We had turned out our 250 cow calf pairs and yearlings to the country back in May. It was now October, and I was “cow hunting.” It was time for the fall gather. The week before, Melanie (at that time, 13 years old), and Abby, 12, had found most of them on the other side of the range, about 12 miles away. But today, I was looking for the lost. The strays.
And I had found another one.
Missy blew nostrils clear and inhaled carefully with eyes focused and ears pricked as we approached the downed bovine; like I, she began to smell the early signs of decay wafting in the up-canyon breeze. I recognized the steer immediately; it was one of the belted Galloway cross beeves we had at that time.
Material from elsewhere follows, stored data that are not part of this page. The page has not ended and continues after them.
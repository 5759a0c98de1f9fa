//! Integration tests for the Axum web server.
//!
//! These tests drive the full router over an in-memory database and a
//! stub film catalog, verifying that routes are correctly wired to
//! handlers and that the HTTP status mapping holds.

use std::sync::Arc;

use async_trait::async_trait;
use axum::Router;
use axum::body::Body;
use axum::http::{Request, StatusCode, header};
use http_body_util::BodyExt;
use tower::ServiceExt;

use planetary_axum::bootstrap::{AxumContext, CorsConfig};
use planetary_axum::routes::create_router;
use planetary_core::{CatalogAppearance, CatalogError, FilmCatalog};
use planetary_db::TestDb;

/// Catalog stub with a configurable outcome.
struct StubCatalog {
    outcome: Result<CatalogAppearance, ()>,
}

impl StubCatalog {
    fn found(film_count: u32, url: &str) -> Self {
        Self {
            outcome: Ok(CatalogAppearance {
                film_count,
                canonical_url: url.to_string(),
            }),
        }
    }

    fn unreachable() -> Self {
        Self { outcome: Err(()) }
    }
}

#[async_trait]
impl FilmCatalog for StubCatalog {
    async fn appearances(&self, _name: &str) -> Result<CatalogAppearance, CatalogError> {
        match &self.outcome {
            Ok(found) => Ok(found.clone()),
            Err(()) => Err(CatalogError::Network {
                message: "connection refused".to_string(),
            }),
        }
    }
}

async fn test_app(catalog: StubCatalog) -> Router {
    let db = TestDb::new().await.expect("in-memory database");
    let ctx = AxumContext {
        planets: Arc::new(db.service(Arc::new(catalog))),
    };
    create_router(ctx, &CorsConfig::AllowAll)
}

fn post_planet(body: &str) -> Request<Body> {
    Request::builder()
        .method("POST")
        .uri("/planet")
        .header(header::CONTENT_TYPE, "application/json")
        .body(Body::from(body.to_string()))
        .unwrap()
}

fn get(uri: &str) -> Request<Body> {
    Request::builder().uri(uri).body(Body::empty()).unwrap()
}

fn delete(uri: &str) -> Request<Body> {
    Request::builder()
        .method("DELETE")
        .uri(uri)
        .body(Body::empty())
        .unwrap()
}

async fn json_body(response: axum::response::Response) -> serde_json::Value {
    let bytes = response.into_body().collect().await.unwrap().to_bytes();
    serde_json::from_slice(&bytes).unwrap()
}

#[tokio::test]
async fn health_endpoint_returns_ok() {
    let app = test_app(StubCatalog::found(0, "")).await;

    let response = app.oneshot(get("/health")).await.unwrap();

    assert_eq!(response.status(), StatusCode::OK);
    let body = response.into_body().collect().await.unwrap().to_bytes();
    assert_eq!(&body[..], b"OK");
}

#[tokio::test]
async fn list_on_empty_store_is_empty_array() {
    let app = test_app(StubCatalog::found(0, "")).await;

    let response = app.oneshot(get("/planets")).await.unwrap();

    assert_eq!(response.status(), StatusCode::OK);
    assert_eq!(json_body(response).await, serde_json::json!([]));
}

#[tokio::test]
async fn create_then_get_then_delete_round_trip() {
    let app = test_app(StubCatalog::found(5, "https://swapi.dev/api/planets/1/")).await;

    // Create (name arrives raw; the service normalizes it)
    let response = app
        .clone()
        .oneshot(post_planet(
            r#"{"name": "  tatooine ", "climate": "arid", "terrain": "desert"}"#,
        ))
        .await
        .unwrap();
    assert_eq!(response.status(), StatusCode::CREATED);
    let created = json_body(response).await;
    assert_eq!(created["created"], true);
    let id = created["id"].as_i64().unwrap();
    assert!(created.get("catalogNote").is_none());

    // Get by id
    let response = app
        .clone()
        .oneshot(get(&format!("/planet/id/{id}")))
        .await
        .unwrap();
    assert_eq!(response.status(), StatusCode::OK);
    let planet = json_body(response).await;
    assert_eq!(planet["name"], "Tatooine");
    assert_eq!(planet["appearanceCount"], 5);
    // Internal-only field never leaves the service
    assert!(planet.get("canonicalURL").is_none());

    // Get by name, case-insensitively
    let response = app
        .clone()
        .oneshot(get("/planet/name/TATOOINE"))
        .await
        .unwrap();
    assert_eq!(response.status(), StatusCode::OK);

    // Delete by name
    let response = app
        .clone()
        .oneshot(delete("/planet/name/tatooine"))
        .await
        .unwrap();
    assert_eq!(response.status(), StatusCode::OK);
    assert_eq!(json_body(response).await["deleted"], true);

    // Gone now
    let response = app
        .clone()
        .oneshot(get(&format!("/planet/id/{id}")))
        .await
        .unwrap();
    assert_eq!(response.status(), StatusCode::NOT_FOUND);

    // Repeated delete is not an error
    let response = app
        .clone()
        .oneshot(delete("/planet/name/tatooine"))
        .await
        .unwrap();
    assert_eq!(response.status(), StatusCode::OK);
    assert_eq!(json_body(response).await["deleted"], false);
}

#[tokio::test]
async fn duplicate_name_returns_conflict() {
    let app = test_app(StubCatalog::found(1, "url")).await;

    let response = app
        .clone()
        .oneshot(post_planet(r#"{"name": "Naboo"}"#))
        .await
        .unwrap();
    assert_eq!(response.status(), StatusCode::CREATED);

    // Same name modulo normalization
    let response = app
        .clone()
        .oneshot(post_planet(r#"{"name": " NABOO "}"#))
        .await
        .unwrap();
    assert_eq!(response.status(), StatusCode::CONFLICT);

    let response = app.oneshot(get("/planets")).await.unwrap();
    assert_eq!(json_body(response).await.as_array().unwrap().len(), 1);
}

#[tokio::test]
async fn blank_name_returns_bad_request() {
    let app = test_app(StubCatalog::found(0, "")).await;

    let response = app
        .oneshot(post_planet(r#"{"name": "   "}"#))
        .await
        .unwrap();
    assert_eq!(response.status(), StatusCode::BAD_REQUEST);
}

#[tokio::test]
async fn malformed_id_is_bad_request_not_not_found() {
    let app = test_app(StubCatalog::found(0, "")).await;

    let response = app.clone().oneshot(get("/planet/id/abc")).await.unwrap();
    assert_eq!(response.status(), StatusCode::BAD_REQUEST);

    let response = app.oneshot(delete("/planet/id/abc")).await.unwrap();
    assert_eq!(response.status(), StatusCode::BAD_REQUEST);
}

#[tokio::test]
async fn creation_survives_unreachable_catalog() {
    let app = test_app(StubCatalog::unreachable()).await;

    let response = app
        .clone()
        .oneshot(post_planet(r#"{"name": "Dagobah", "terrain": "swamp"}"#))
        .await
        .unwrap();
    assert_eq!(response.status(), StatusCode::CREATED);
    let created = json_body(response).await;
    assert_eq!(created["created"], true);
    assert!(created["catalogNote"].is_string());

    let response = app.oneshot(get("/planet/name/dagobah")).await.unwrap();
    let planet = json_body(response).await;
    assert_eq!(planet["appearanceCount"], 0);
}
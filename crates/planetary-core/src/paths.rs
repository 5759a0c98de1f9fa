//! Path resolution for planetary data directories.
//!
//! Provides the canonical location of the `SQLite` database file.
//! No interactive/terminal I/O here - adapters handle user prompts.

use std::env;
use std::fs;
use std::path::PathBuf;

use thiserror::Error;

/// Errors that can occur during path resolution.
#[derive(Debug, Error)]
pub enum PathError {
    /// Could not determine the system data directory.
    #[error("Cannot determine system data directory")]
    NoDataDir,

    /// Failed to create a directory.
    #[error("Failed to create directory {path}: {reason}")]
    CreateFailed {
        /// The directory that could not be created
        path: PathBuf,
        /// Underlying I/O error
        reason: String,
    },
}

/// Get the root directory for application data.
///
/// Resolution order:
/// 1. `PLANETARY_DATA_DIR` environment variable (highest priority)
/// 2. System data directory (e.g. `~/.local/share/planetary`)
pub fn data_root() -> Result<PathBuf, PathError> {
    if let Ok(path) = env::var("PLANETARY_DATA_DIR") {
        return Ok(PathBuf::from(path));
    }

    dirs::data_dir()
        .map(|base| base.join("planetary"))
        .ok_or(PathError::NoDataDir)
}

/// Get the path to the planetary database file.
///
/// Honors the `PLANETARY_DB` override, otherwise returns `planetary.db`
/// in the data root. The containing directory is created if missing.
pub fn database_path() -> Result<PathBuf, PathError> {
    if let Ok(path) = env::var("PLANETARY_DB") {
        return Ok(PathBuf::from(path));
    }

    let root = data_root()?;
    fs::create_dir_all(&root).map_err(|e| PathError::CreateFailed {
        path: root.clone(),
        reason: e.to_string(),
    })?;

    Ok(root.join("planetary.db"))
}
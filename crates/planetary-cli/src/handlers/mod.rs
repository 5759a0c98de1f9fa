//! Command handlers.
//!
//! Each handler takes the `CliContext` (or config, for `serve`) and the
//! command's arguments, delegates to the service, and prints the result.

pub mod add;
pub mod get;
pub mod list;
pub mod remove;
pub mod serve;

use anyhow::Result;
use planetary_core::{Planet, PlanetParam};

use crate::bootstrap::CliContext;

/// Resolve a planet by a single identifier, trying id first, then name.
pub(crate) async fn resolve(ctx: &CliContext, identifier: &str) -> Result<Option<Planet>> {
    if let Ok(id) = identifier.parse::<i64>() {
        if let Some(planet) = ctx.planets.find_by_param(PlanetParam::Id(id)).await? {
            return Ok(Some(planet));
        }
    }
    Ok(ctx
        .planets
        .find_by_param(PlanetParam::Name(identifier.to_string()))
        .await?)
}
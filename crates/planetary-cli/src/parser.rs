//! Main CLI parser and top-level argument handling.
//!
//! This module defines the root CLI structure with global options.

use clap::Parser;
use std::path::PathBuf;

use crate::commands::Commands;

/// Command-line interface definition for the planet record service.
///
/// This is the top-level parser that handles global options and
/// dispatches to subcommands.
#[derive(Parser)]
#[command(name = "planetary")]
#[command(about = "Planet records with film-catalog enrichment")]
#[command(version)]
pub struct Cli {
    /// Override the database file for this invocation
    #[arg(long = "db", global = true, env = "PLANETARY_DB")]
    pub db: Option<PathBuf>,

    #[command(subcommand)]
    pub command: Option<Commands>,
}

#[cfg(test)]
mod tests {
    use super::*;
    use clap::CommandFactory;

    #[test]
    fn test_cli_parser_builds() {
        Cli::command().debug_assert();
    }

    #[test]
    fn test_global_args() {
        let cli = Cli::parse_from(["planetary", "--db", "/tmp/test.db", "list"]);
        assert_eq!(cli.db, Some(PathBuf::from("/tmp/test.db")));
        assert!(matches!(cli.command, Some(Commands::List)));
    }
}
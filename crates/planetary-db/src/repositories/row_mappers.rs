//! Row mapping helpers for `SQLite` queries.

use planetary_core::{Planet, RepositoryError};
use sqlx::Row;

/// Shared SELECT column list for planet queries.
pub const PLANET_SELECT_COLUMNS: &str =
    "id, name, climate, terrain, appearance_count, canonical_url";

/// Parse a database row into a Planet.
pub fn row_to_planet(row: &sqlx::sqlite::SqliteRow) -> Result<Planet, RepositoryError> {
    let appearance_count: i64 = row
        .try_get("appearance_count")
        .map_err(|e| RepositoryError::Storage(e.to_string()))?;

    Ok(Planet {
        id: row
            .try_get("id")
            .map_err(|e| RepositoryError::Storage(e.to_string()))?,
        name: row
            .try_get("name")
            .map_err(|e| RepositoryError::Storage(e.to_string()))?,
        climate: row
            .try_get("climate")
            .map_err(|e| RepositoryError::Storage(e.to_string()))?,
        terrain: row
            .try_get("terrain")
            .map_err(|e| RepositoryError::Storage(e.to_string()))?,
        appearance_count: u32::try_from(appearance_count).unwrap_or(0),
        canonical_url: row
            .try_get("canonical_url")
            .map_err(|e| RepositoryError::Storage(e.to_string()))?,
    })
}
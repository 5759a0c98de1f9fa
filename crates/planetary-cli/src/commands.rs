//! Subcommand definitions.

use clap::Subcommand;
use std::path::PathBuf;

/// All planetary subcommands.
#[derive(Subcommand)]
pub enum Commands {
    /// Start the HTTP server
    Serve {
        /// Port to listen on
        #[arg(short, long, default_value_t = 8080)]
        port: u16,

        /// Directory with the landing page and static assets
        #[arg(long)]
        static_dir: Option<PathBuf>,

        /// Serve API endpoints only, without static assets
        #[arg(long)]
        api_only: bool,
    },

    /// Create a planet record
    Add {
        /// Planet name (normalized before storage)
        name: String,

        /// Climate description
        #[arg(long, default_value = "")]
        climate: String,

        /// Terrain description
        #[arg(long, default_value = "")]
        terrain: String,
    },

    /// List all planet records
    List,

    /// Show a single planet by id or name
    Get {
        /// Planet id or name
        identifier: String,
    },

    /// Delete a planet by id or name
    Remove {
        /// Planet id or name
        identifier: String,
    },
}
//! Planet service - orchestrates record operations.
//!
//! Composes the repository and film-catalog ports to implement create,
//! list, lookup, and delete. Each call is a single-shot transaction; the
//! service holds no cache and no cross-call state, so concurrent calls
//! against the shared store are safe. The only concurrency-sensitive
//! invariant (name uniqueness) is delegated to the store's atomic
//! constraint.

use std::sync::Arc;

use crate::domain::{NewPlanet, Planet, PlanetParam};
use crate::name::normalize_name;
use crate::ports::{CatalogAppearance, CoreError, FilmCatalog, PlanetRepository};

/// Outcome of a successful creation.
///
/// `catalog_note` is populated when the enrichment call degraded: the
/// record was still created, with neutral enrichment values, and the note
/// carries the catalog failure so callers can observe the degradation
/// without mistaking it for an error.
#[derive(Debug, Clone)]
pub struct CreatedPlanet {
    /// The persisted planet, with its assigned ID.
    pub planet: Planet,
    /// Diagnostic note when the catalog lookup failed.
    pub catalog_note: Option<String>,
}

/// Service for planet record operations.
///
/// Dependencies are injected at construction time; each instance owns its
/// own handles, which keeps test doubles and concurrent test isolation
/// straightforward.
pub struct PlanetService {
    repo: Arc<dyn PlanetRepository>,
    catalog: Arc<dyn FilmCatalog>,
}

impl PlanetService {
    /// Create a new planet service with the given ports.
    pub fn new(repo: Arc<dyn PlanetRepository>, catalog: Arc<dyn FilmCatalog>) -> Self {
        Self { repo, catalog }
    }

    /// Create a new planet record.
    ///
    /// Normalizes the name, enriches the record from the film catalog,
    /// and inserts it. Catalog failures degrade to neutral enrichment;
    /// a duplicate normalized name surfaces as
    /// `CoreError::Repository(RepositoryError::AlreadyExists)`.
    ///
    /// Exactly one outbound catalog call and at most one store write per
    /// invocation; neither happens when validation fails.
    pub async fn create(&self, planet: NewPlanet) -> Result<CreatedPlanet, CoreError> {
        let name = normalize_name(&planet.name)?;

        let (appearance, catalog_note) = match self.catalog.appearances(&name).await {
            Ok(found) => (found, None),
            Err(e) => {
                tracing::warn!(
                    planet = %name,
                    error = %e,
                    "film catalog lookup failed, storing neutral enrichment"
                );
                (CatalogAppearance::default(), Some(e.to_string()))
            }
        };

        let enriched = NewPlanet {
            name,
            appearance_count: appearance.film_count,
            canonical_url: appearance.canonical_url,
            ..planet
        };

        let planet = self.repo.insert(&enriched).await?;
        Ok(CreatedPlanet {
            planet,
            catalog_note,
        })
    }

    /// List all stored planets.
    ///
    /// Structurally empty records (blank name) are dropped as a guard
    /// against store inconsistency.
    pub async fn list(&self) -> Result<Vec<Planet>, CoreError> {
        let planets = self.repo.list().await?;
        Ok(planets.into_iter().filter(|p| !p.is_empty()).collect())
    }

    /// Look up a single planet by id or name.
    ///
    /// Returns `Ok(None)` when nothing matches; callers distinguish
    /// "absent" from "error" explicitly.
    pub async fn find_by_param(&self, param: PlanetParam) -> Result<Option<Planet>, CoreError> {
        let param = Self::prepare(param)?;
        Ok(self.repo.find_one(&param).await?)
    }

    /// Delete a single planet by id or name.
    ///
    /// Returns `Ok(false)` when nothing matched; repeated deletes of the
    /// same key are not an error.
    pub async fn delete_by_param(&self, param: PlanetParam) -> Result<bool, CoreError> {
        let param = Self::prepare(param)?;
        let deleted = self.repo.delete_one(&param).await?;
        Ok(deleted > 0)
    }

    /// Name lookups go through the same normalization as creation, so the
    /// natural key is matched case-insensitively for well-formed input.
    fn prepare(param: PlanetParam) -> Result<PlanetParam, CoreError> {
        match param {
            PlanetParam::Name(raw) => Ok(PlanetParam::Name(normalize_name(&raw)?)),
            id @ PlanetParam::Id(_) => Ok(id),
        }
    }
}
Their ‘Oreo-cookie’ black and white coat pattern clearly defined them from anyone else’s, as no-one else in this part of the Idaho mountains had that particular cross in their cow herds.
My heart sank as I rode closer. The yellow eartag absolutely confirmed the steer as ours. I hated losing cattle; although they are never a partner or companion like a horse or dog, I’ve lived with them in a husbandry relationship. I’ve raised them and cared for them, fed them in the winter, managed grass for them in the summer, always granted them clean water, rode endless days on horseback back to back with little to no sleep gathering them, guided them to safe haven from blizzards, subzero winter winds and summer heat.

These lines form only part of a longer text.